• WHAT YOU NEED TO DO: All records are to be printed exactly as they appear.

• ENTRIES SUPPLIED:

· · · · · · ·

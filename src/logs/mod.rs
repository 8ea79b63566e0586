//! Device log parsing: line grammar, tag classification, incremental
//! streaming and the statistics computed from them.

pub mod classify;
pub mod line;
pub mod stats;
pub mod stream;

pub use classify::{classify, filter_lines, Classified};
pub use line::{extract_timestamp, Timestamp};
pub use stats::{count_interactions, AcceleratorCounts};
pub use stream::LogStreamer;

· · · · · · ·

• REPLY TO THE EXERCISE:
filename src/logs/mod.rs
repository 8ea79b63566e0586
//! Device log parsing: line grammar, tag classification, incremental
//! streaming and the statistics computed from them.

pub mod classify;
pub mod line;
pub mod stats;
pub mod stream;

pub use classify::{classify, filter_lines, Classified};
pub use line::{extract_timestamp, Timestamp};
pub use stats::{count_interactions, AcceleratorCounts};
pub use stream::LogStreamer;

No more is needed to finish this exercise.